The FWHT itself is the butterfly algorithm you might recognize from the FFT:

func fwht(x []float64) {
    n := len(x)
    invSqrt2 := 1.0 / math.Sqrt(2.0)
    h := 1
    for h < n {
        for i := 0; i < n; i += h * 2 {
            for j := i; j < i+h; j++ {
                a, b := x[j], x[j+h]
                x[j] = (a + b) * invSqrt2
                x[j+h] = (a - b) * invSqrt2
            }
        }
        h *= 2
    }
}

The entire rotator stores two sign vectors of length 4096 (padded from 3072 to the next power of 2). That's 2 × 4096 × 8 = 65 KB. Down from 75 MB. A 1,150x reduction in memory.

And the time complexity drops from O(d²) to O(d log d). For d=3072, that's ~36,000 operations instead of ~9.4 million.

The best part? It actually produces better recall than the paper's approach. On our benchmark with 25K Gemini embeddings at d=3072:

Config	Rotation	Bit allocation	Recall@10	Memory
Paper	QR	Prod (3+1)	~85%	75 MB
tqdb	Hadamard	MSE-only (4+0)	91.9%	65 KB

I should be precise about what's happening here. We changed two things relative to the paper, not one: the rotation method AND the bit allocation strategy. The paper uses 3 bits for MSE quantization plus 1 bit for a QJL bias correction (the "Prod" variant). We use all 4 bits for MSE quantization with no bias correction.

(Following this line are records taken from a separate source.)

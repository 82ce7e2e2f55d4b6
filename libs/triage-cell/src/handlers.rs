use std::sync::Arc;

use axum::{extract::State, Json};
use serde::Deserialize;
use serde_json::{json, Value};

use shared_config::AppConfig;
use shared_models::error::AppError;

use crate::models::EmergencyDispatchRequest;
use crate::services::dispatch::EmergencyDispatchService;

#[derive(Debug, Deserialize)]
pub struct ClassifyRequest {
    pub symptoms: String,
}

/// Emergency dispatch: classify the symptom text and return up to 3
/// candidate hospitals. Public - an emergency lookup must not require a
/// login.
#[axum::debug_handler]
pub async fn dispatch_emergency(
    State(state): State<Arc<AppConfig>>,
    Json(request): Json<EmergencyDispatchRequest>,
) -> Result<Json<Value>, AppError> {
    let service = EmergencyDispatchService::new(&state)
        .map_err(|e| AppError::Internal(e.to_string()))?;

    let response = service.dispatch(request).await
        .map_err(|e| AppError::ExternalService(e.to_string()))?;

    Ok(Json(json!({
        "classification": response.classification,
        "candidates": response.candidates,
        "total": response.candidates.len()
    })))
}

/// Classification preview without the hospital lookup, used by the
/// emergency form to show the predicted department as the patient types.
#[axum::debug_handler]
pub async fn classify_symptoms(
    State(state): State<Arc<AppConfig>>,
    Json(request): Json<ClassifyRequest>,
) -> Result<Json<Value>, AppError> {
    let service = EmergencyDispatchService::new(&state)
        .map_err(|e| AppError::Internal(e.to_string()))?;

    let classification = service.classify(&request.symptoms);

    Ok(Json(json!(classification)))
}
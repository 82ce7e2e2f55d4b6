pub mod classifier;
pub mod dispatch;
pub mod geo;
pub mod matcher;

pub use classifier::{SymptomClassifier, TriageRule, TriageRuleTable};
pub use dispatch::EmergencyDispatchService;
pub use geo::haversine_km;
pub use matcher::{rank_hospitals, MatchRequest, LOW_CONFIDENCE_THRESHOLD, MAX_CANDIDATES};
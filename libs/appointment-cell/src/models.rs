// libs/appointment-cell/src/models.rs
use serde::{Deserialize, Serialize};
use uuid::Uuid;
use chrono::{DateTime, Utc, NaiveDate};

#[derive(Debug, Clone, Serialize, Deserialize)]
pub struct Appointment {
    pub id: Uuid,
    pub patient_id: Uuid,
    pub doctor_id: Uuid,
    pub hospital_id: Uuid,
    pub appointment_date: NaiveDate,
    /// Named slot from the doctor's offering, e.g. "09:00-09:30".
    pub appointment_slot: String,
    pub created_at: DateTime<Utc>,
}

#[derive(Debug, Clone, Serialize, Deserialize)]
pub struct BookAppointmentRequest {
    pub patient_id: Uuid,
    pub doctor_id: Uuid,
    pub appointment_date: NaiveDate,
    pub appointment_slot: String,
}

#[derive(Debug, Clone, thiserror::Error)]
pub enum AppointmentError {
    #[error("Doctor not found")]
    DoctorNotFound,

    #[error("Doctor does not offer slot {slot}")]
    SlotNotOffered { slot: String },

    #[error("Slot {slot} on {date} is already booked")]
    SlotTaken { slot: String, date: NaiveDate },

    #[error("Validation error: {0}")]
    ValidationError(String),

    #[error("Database error: {0}")]
    DatabaseError(String),
}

To isolate the effects, I ran both configurations with Hadamard rotation:

Config (both Hadamard)	Recall@10
MSE-only (4+0 bits)	91.8%
Prod (3+1 bits)	89.2%

So about 2.6 percentage points come from the bit allocation change, and the remaining ~4.3 points from switching QR to Hadamard. Both changes help, and they're additive. The Hadamard rotation provides more uniform energy spreading (all entries are ±1/√n), which means the Lloyd-Max codebook captures more of the signal in each coordinate. With that better rotation, the QJL bias correction becomes unnecessary, and the extra MSE bit matters more than the bias fix.

Searching without decompression

Okay so we have efficiently compressed vectors. Now how do we search them?

The decompression trap: 31ms

The obvious approach: for each query, decompress every stored vector and compute cosine similarity. The decompression is the reverse of compression: look up centroid values, un-rotate, rescale by the norm. The problem is that un-rotation is O(d log d) per vector, and you're doing it for all N vectors. For 25K vectors at d=3072, that's a lot of work.

The asymmetric trick: also 31ms, but differently

Here's the insight that makes the whole system work, borrowed from Google's ScaNN: you don't need to decompress the stored vectors. You can compute the score in rotated space.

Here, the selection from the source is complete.